Not dodging the question but I suspect my answer will be way off topic. Plus the mention of immigration is sailing dangerously close to invoking B word, Hoggie will then chime in and before we know it it's yet another thread about the same subject. So I won't spoil it.

No comment.


----------



## SocketRocket (Jun 4, 2018)

Mudball said:



			... easier to put some additional tax pensioners because they had it easy ... JustSaying  :ears:
		
Click to expand...

Pensioners should be treated no different to anyone else. If they earn enough then they should pay the appropriate tax, they should also not receive state benefits unless they genuinely need them, just like everyone else.


----------



## joshuametcalfe (Dec 2, 2019)

You understand that it is imperative to get informed and ask many questions when a child is interested in a particular program. If some middle-class couples are able to pay for these costs, even if they are tightening their belts, this is not the case for everyone! For this reason, among other things, there is a debate in the public square to decide what fees the public school can charge parents. Many people think with reason that all children should be able to choose subjects that match their interests, with no associated costs. do my homework On the private school side, many colleges provide financial assistance to families in need. Know that scholarships are awarded based on family income and not on academic achievement. If your child wants to attend a particular college, but you can not afford it, do not hesitate to submit your application.


----------



## Mudball (Dec 2, 2019)

joshuametcalfe said:



			You understand that it is imperative to get informed and ask many questions when a child is interested in a particular program. If some middle-class couples are able to pay for these costs, even if they are tightening their belts, this is not the case for everyone! For this reason, among other things, there is a debate in the public square to decide what fees the public school can charge parents. Many people think with reason that all children should be able to choose subjects that match their interests, with no associated costs. do my homework On the private school side, many colleges provide financial assistance to families in need.
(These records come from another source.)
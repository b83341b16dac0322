use serde::Serialize;

use crate::{Error, ItnaviService, Result};
use itnavi_storage::{cases, history, models::CaseSummary};

#[derive(Clone, Debug, Serialize)]
pub struct CaseListItem {
	pub case_id: i32,
	pub case_name: String,
	pub case_summary: String,
}

#[derive(Clone, Debug, Serialize)]
pub struct CaseDetail {
	pub case_id: i32,
	pub case_name: String,
	pub case_summary: String,
	pub company_summary: String,
	pub initiative_summary: String,
	pub issue_background: String,
	pub solution_method: String,
}

fn to_item(row: CaseSummary) -> CaseListItem {
	CaseListItem { case_id: row.case_id, case_name: row.case_name, case_summary: row.case_summary }
}

impl ItnaviService {
	/// Visible cases matching the step's taxonomy filters.
	pub async fn case_list(&self, search_id: i32, search_id_sub: i32) -> Result<Vec<CaseListItem>> {
		let step = history::get_step(&self.db, search_id, search_id_sub).await?;
		let rows = cases::filtered_list(&self.db, &step).await?;

		if rows.is_empty() {
			return Err(Error::NotFound { message: "No matching cases.".to_string() });
		}

		Ok(rows.into_iter().map(to_item).collect())
	}

	pub async fn featured_cases(&self) -> Result<Vec<CaseListItem>> {
		let rows = cases::featured(&self.db, i64::from(self.cfg.retrieval.featured_count)).await?;

		if rows.is_empty() {
			return Err(Error::NotFound { message: "No featured cases.".to_string() });
		}

		Ok(rows.into_iter().map(to_item).collect())
	}

	/// Full record of the case the step resolved to.
	pub async fn case_detail(&self, search_id: i32, search_id_sub: i32) -> Result<CaseDetail> {
		let step = history::get_step(&self.db, search_id, search_id_sub).await?;
		let case_id = step.case_id.ok_or_else(|| Error::NotFound {
			message: format!("No case resolved for step ({search_id}, {search_id_sub})."),
		})?;
		let case = cases::get(&self.db, case_id).await?;

		Ok(CaseDetail {
			case_id: case.case_id,
			case_name: case.case_name,
			case_summary: case.case_summary,
			company_summary: case.company_summary,
			initiative_summary: case.initiative_summary,
			issue_background: case.issue_background,
			solution_method: case.solution_method,
		})
	}
}
use std::time::Duration;

use color_eyre::{Result, eyre};
use reqwest::Client;
use serde_json::Value;

/// Sends one user prompt to the chat-completion endpoint and returns the
/// first choice's content as plain text. Marker extraction and fallback
/// handling belong to the caller.
pub async fn complete(cfg: &itnavi_config::CompletionProviderConfig, prompt: &str) -> Result<String> {
	let client = Client::builder().timeout(Duration::from_millis(cfg.timeout_ms)).build()?;
	let url = format!("{}{}", cfg.api_base, cfg.path);
	let body = serde_json::json!({
		"model": cfg.model,
		"temperature": cfg.temperature,
		"messages": [{ "role": "user", "content": prompt }],
	});
	let res = client
		.post(url)
		.headers(crate::auth_headers(&cfg.api_key, &cfg.default_headers)?)
		.json(&body)
		.send()
		.await?;
	let json: Value = res.error_for_status()?.json().await?;

	parse_completion_content(json)
}

fn parse_completion_content(json: Value) -> Result<String> {
	let content = json
		.get("choices")
		.and_then(|v| v.as_array())
		.and_then(|arr| arr.first())
		.and_then(|choice| choice.get("message"))
		.and_then(|msg| msg.get("content"))
		.and_then(|c| c.as_str())
		.ok_or_else(|| eyre::eyre!("Completion response is missing message content."))?;

	Ok(content.trim().to_string())
}

#[cfg(test)]
mod tests {
	use super::*;

	#[test]
	fn parses_first_choice_content() {
		let json = serde_json::json!({
			"choices": [
				{ "message": { "content": "  生成されたテキスト  " } }
			]
		});

		assert_eq!(parse_completion_content(json).expect("parse failed"), "生成されたテキスト");
	}

	#[test]
	fn missing_content_is_an_error() {
		let json = serde_json::json!({ "choices": [] });

		assert!(parse_completion_content(json).is_err());
	}
}
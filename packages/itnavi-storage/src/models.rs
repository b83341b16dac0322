use time::OffsetDateTime;

#[derive(Debug, Clone, sqlx::FromRow)]
pub struct TaxonomyEntry {
	pub id: i32,
	pub name: String,
}

#[derive(Debug, Clone, sqlx::FromRow)]
pub struct CaseSummary {
	pub case_id: i32,
	pub case_name: String,
	pub case_summary: String,
}

#[derive(Debug, Clone, sqlx::FromRow)]
pub struct Case {
	pub case_id: i32,
	pub case_name: String,
	pub case_summary: String,
	pub company_summary: String,
	pub initiative_summary: String,
	pub issue_background: String,
	pub solution_method: String,
	pub display_order: i32,
	pub is_visible: bool,
}

#[derive(Debug, Clone, sqlx::FromRow)]
pub struct Talent {
	pub talent_id: i32,
	pub talent_name: String,
	pub summary: String,
	pub industry_id: Option<i32>,
	pub display_order: i32,
	pub is_visible: bool,
}

/// A talent row joined with its display-ordered children, ready for
/// document projection.
#[derive(Debug, Clone)]
pub struct TalentBundle {
	pub talent: Talent,
	pub industry_name: Option<String>,
	pub careers: Vec<String>,
	pub mindsets: Vec<String>,
	pub supportareas: Vec<String>,
	pub jobs: Vec<String>,
	pub hashtags: Vec<String>,
}

#[derive(Debug, Clone, sqlx::FromRow)]
pub struct SearchSession {
	pub search_id: i32,
	pub user_id: Option<i32>,
	pub search_mode: i32,
	pub searched_at: OffsetDateTime,
}

#[derive(Debug, Clone, sqlx::FromRow)]
pub struct SearchStep {
	pub search_id: i32,
	pub search_id_sub: i32,
	pub industry_id: Option<i32>,
	pub company_size_id: Option<i32>,
	pub department_id: Option<i32>,
	pub theme_id: Option<i32>,
	pub case_id: Option<i32>,
	pub job_id: Option<i32>,
	pub talent_id: Option<i32>,
	pub searched_at: OffsetDateTime,
}

/// Taxonomy filters of one history step. All `None` means an unfiltered
/// step.
#[derive(Debug, Clone, Default)]
pub struct StepFilters {
	pub industry_id: Option<i32>,
	pub company_size_id: Option<i32>,
	pub department_id: Option<i32>,
	pub theme_id: Option<i32>,
}

#[derive(Debug, Clone, sqlx::FromRow)]
pub struct StrategyDocument {
	pub document_id: i32,
	pub search_id: i32,
	pub search_id_sub: i32,
	pub content: String,
	pub status: String,
	pub created_at: OffsetDateTime,
	pub downloaded_at: Option<OffsetDateTime>,
}

#[derive(Debug, Clone)]
pub struct NewUser {
	pub user_name: String,
	pub company_name: String,
	pub email: String,
}

#[derive(Debug, Clone, sqlx::FromRow)]
pub struct User {
	pub user_id: i32,
	pub user_name: String,
	pub company_name: String,
	pub email: String,
	pub created_at: OffsetDateTime,
}
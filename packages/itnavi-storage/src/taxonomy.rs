use crate::{Result, db::Db, models::TaxonomyEntry};

/// The taxonomy masters share one layout (id, name, display_order,
/// is_visible), so one query serves them all. The identifiers come from
/// this enum, never from caller input.
#[derive(Debug, Clone, Copy, PartialEq, Eq)]
pub enum Taxonomy {
	Industry,
	CompanySize,
	Department,
	Theme,
	Job,
}
impl Taxonomy {
	pub fn table(&self) -> &'static str {
		match self {
			Self::Industry => "m_industry",
			Self::CompanySize => "m_company_size",
			Self::Department => "m_department",
			Self::Theme => "m_theme",
			Self::Job => "m_job",
		}
	}

	pub fn id_column(&self) -> &'static str {
		match self {
			Self::Industry => "industry_id",
			Self::CompanySize => "company_size_id",
			Self::Department => "department_id",
			Self::Theme => "theme_id",
			Self::Job => "job_id",
		}
	}

	pub fn name_column(&self) -> &'static str {
		match self {
			Self::Industry => "industry_name",
			Self::CompanySize => "company_size_name",
			Self::Department => "department_name",
			Self::Theme => "theme_name",
			Self::Job => "job_name",
		}
	}
}

pub async fn list_visible(db: &Db, taxonomy: Taxonomy) -> Result<Vec<TaxonomyEntry>> {
	let sql = format!(
		"\
SELECT {id} AS id, {name} AS name
FROM {table}
WHERE is_visible
ORDER BY display_order ASC",
		id = taxonomy.id_column(),
		name = taxonomy.name_column(),
		table = taxonomy.table(),
	);
	let entries =
		sqlx::query_as::<_, TaxonomyEntry>(&sql).fetch_all(&db.pool).await?;

	Ok(entries)
}

pub async fn get_entry(db: &Db, taxonomy: Taxonomy, id: i32) -> Result<TaxonomyEntry> {
	let sql = format!(
		"\
SELECT {id} AS id, {name} AS name
FROM {table}
WHERE {id} = $1",
		id = taxonomy.id_column(),
		name = taxonomy.name_column(),
		table = taxonomy.table(),
	);

	sqlx::query_as::<_, TaxonomyEntry>(&sql)
		.bind(id)
		.fetch_optional(&db.pool)
		.await?
		.ok_or_else(|| crate::Error::NotFound(format!("{} {id}", taxonomy.table())))
}
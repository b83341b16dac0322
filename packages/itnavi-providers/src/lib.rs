pub mod completion;
pub mod embedding;
pub mod notify;

use color_eyre::{Result, eyre};
use reqwest::header::{AUTHORIZATION, HeaderMap, HeaderName};
use serde_json::{Map, Value};

pub fn auth_headers(api_key: &str, default_headers: &Map<String, Value>) -> Result<HeaderMap> {
	let mut headers = HeaderMap::new();

	headers.insert(AUTHORIZATION, format!("Bearer {api_key}").parse()?);

	for (key, value) in default_headers {
		let Some(raw) = value.as_str() else {
			return Err(eyre::eyre!("Default header values must be strings."));
		};

		headers.insert(HeaderName::from_bytes(key.as_bytes())?, raw.parse()?);
	}

	Ok(headers)
}
//! Marker-delimited extraction from generative-model output. Extraction
//! is fallible by design; every call site supplies its own fallback.

pub const ADVICE_START: &str = "<<START_ADVICE>>";
pub const ADVICE_END: &str = "<<END_ADVICE>>";
pub const PROMPT_START: &str = "<<START_PROMPT>>";
pub const PROMPT_END: &str = "<<END_PROMPT>>";
pub const STRATEGY_START: &str = "<<START_STRATEGY>>";
pub const STRATEGY_END: &str = "<<END_STRATEGY>>";

/// Returns the trimmed text between `start` and `end`, or `None` when
/// either marker is absent or they are out of order.
pub fn extract_between<'a>(text: &'a str, start: &str, end: &str) -> Option<&'a str> {
	let start_index = text.find(start)? + start.len();
	let end_index = text[start_index..].find(end)? + start_index;

	Some(text[start_index..end_index].trim())
}
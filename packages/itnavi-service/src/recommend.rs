//! The two retrieval-augmented flows: advice-with-cases and talent
//! matching. Both parse retrieved documents back into structured fields
//! through the shared section grammar.

use serde::{Deserialize, Serialize};

use crate::{Error, ItnaviService, Result, history::SearchMode};
use itnavi_domain::{markers, prompts, sections};
use itnavi_storage::{models::StepFilters, qdrant::EntityClass};

#[derive(Clone, Debug, Default, Deserialize)]
pub struct AdviceRequest {
	pub timing: Option<String>,
	pub domain: Option<String>,
	pub free_word: Option<String>,
}

/// A case parsed out of one retrieved document. Fields a truncated chunk
/// did not carry come back empty.
#[derive(Clone, Debug, Serialize)]
pub struct AdviceCase {
	pub id: String,
	pub title: String,
	pub summary: String,
}

#[derive(Clone, Debug, Serialize)]
pub struct AdviceResponse {
	pub search_id: i32,
	pub search_id_sub: i32,
	pub advice: String,
	pub retrieval_query: String,
	pub cases: Vec<AdviceCase>,
}

#[derive(Clone, Debug, Serialize)]
pub struct TalentMatch {
	pub name: String,
	pub summary: String,
	pub industry: String,
	pub career: Vec<String>,
	pub mindset: Vec<String>,
	pub supportarea: Vec<String>,
	pub job: Vec<String>,
	pub hashtag: Vec<String>,
}

impl ItnaviService {
	/// Generates advisory text plus a retrieval query, then fetches the
	/// closest cases. A disabled completion provider or missing markers
	/// degrade to the configured placeholders; a missing case index
	/// degrades to an empty case list. Neither is an error.
	pub async fn advise(&self, request: AdviceRequest) -> Result<AdviceResponse> {
		let search_id = self.create_session(SearchMode::Advice).await?;
		let search_id_sub = self.append_step(search_id, StepFilters::default()).await?;
		let (advice, retrieval_query) = self.generate_advice(&request).await?;
		let top_k = self.cfg.retrieval.top_k;
		let cases = match self.query_index(EntityClass::Case, &retrieval_query, top_k).await {
			Ok(hits) => hits
				.into_iter()
				.map(|hit| {
					let mut fields = sections::parse_sections(&hit.text);

					AdviceCase {
						id: fields.remove("id").unwrap_or_default(),
						title: fields.remove("title").unwrap_or_default(),
						summary: fields.remove("summary").unwrap_or_default(),
					}
				})
				.collect(),
			Err(Error::IndexUnavailable { collection }) => {
				tracing::warn!(collection, "Case index unavailable; returning advice without cases.");

				Vec::new()
			},
			Err(err) => return Err(err),
		};

		Ok(AdviceResponse { search_id, search_id_sub, advice, retrieval_query, cases })
	}

	/// Talents closest to the step's resolved case or job.
	pub async fn recommend_talents(
		&self,
		search_id: i32,
		search_id_sub: i32,
	) -> Result<Vec<TalentMatch>> {
		let step = self.get_step(search_id, search_id_sub).await?;
		let entity_name = self.resolved_entity_name(&step).await?;
		let query = prompts::talent_query(&entity_name);
		let hits =
			self.query_index(EntityClass::Talent, &query, self.cfg.retrieval.top_k).await?;
		let matches = hits
			.into_iter()
			.map(|hit| {
				let mut fields = sections::parse_sections(&hit.text);
				let bullets = |fields: &mut std::collections::BTreeMap<String, String>,
				               key: &str| {
					fields.remove(key).map(|body| sections::parse_bullets(&body)).unwrap_or_default()
				};

				TalentMatch {
					name: fields.remove("name").unwrap_or_default(),
					summary: fields.remove("summary").unwrap_or_default(),
					industry: fields.remove("industry").unwrap_or_default(),
					career: bullets(&mut fields, "career"),
					mindset: bullets(&mut fields, "mindset"),
					supportarea: bullets(&mut fields, "supportarea"),
					job: bullets(&mut fields, "job"),
					hashtag: bullets(&mut fields, "hashtag"),
				}
			})
			.collect();

		Ok(matches)
	}

	async fn generate_advice(&self, request: &AdviceRequest) -> Result<(String, String)> {
		let cfg = &self.cfg.providers.completion;

		if !cfg.enabled {
			tracing::info!("Completion provider disabled; using placeholder advice.");

			return Ok((cfg.placeholder_advice.clone(), cfg.placeholder_retrieval_query.clone()));
		}

		let ctx = prompts::AdviceContext {
			timing: request.timing.clone(),
			domain: request.domain.clone(),
			free_word: request.free_word.clone(),
		};
		let prompt = prompts::advice_prompt(&ctx);
		let output = self.providers.completion.complete(cfg, &prompt).await?;
		let advice = markers::extract_between(&output, markers::ADVICE_START, markers::ADVICE_END)
			.map(str::to_string)
			.unwrap_or_else(|| {
				tracing::warn!("Advice markers missing from model output; using placeholder.");

				cfg.placeholder_advice.clone()
			});
		let retrieval_query =
			markers::extract_between(&output, markers::PROMPT_START, markers::PROMPT_END)
				.map(str::to_string)
				.unwrap_or_else(|| {
					tracing::warn!("Prompt markers missing from model output; using placeholder.");

					cfg.placeholder_retrieval_query.clone()
				});

		Ok((advice, retrieval_query))
	}
}
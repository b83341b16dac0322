use std::sync::Arc;

use itnavi_service::ItnaviService;
use itnavi_storage::{db::Db, qdrant::QdrantStore};

#[derive(Clone)]
pub struct AppState {
	pub service: Arc<ItnaviService>,
}
impl AppState {
	pub async fn new(config: itnavi_config::Config) -> color_eyre::Result<Self> {
		let db = Db::connect(&config.storage.postgres).await?;

		db.ensure_schema().await?;

		let qdrant = QdrantStore::new(&config.storage.qdrant)?;
		let service = ItnaviService::new(config, db, qdrant);

		Ok(Self { service: Arc::new(service) })
	}
}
Know that scholarships are awarded based on family income and not on academic achievement. If your child wants to attend a particular college, but you can not afford it, do not hesitate to submit your application.
		
Click to expand...


Agree.. recently visited a Top Secondary School in South London.  Spoke to the Burser there.  Their first advice is to put an application for bursery along with school admission.  She mentioned that they undersstand that just because you live in a million $ house in London, does not mean you are a millionaire.  Her view was - for the right kind of kid, they will find the money.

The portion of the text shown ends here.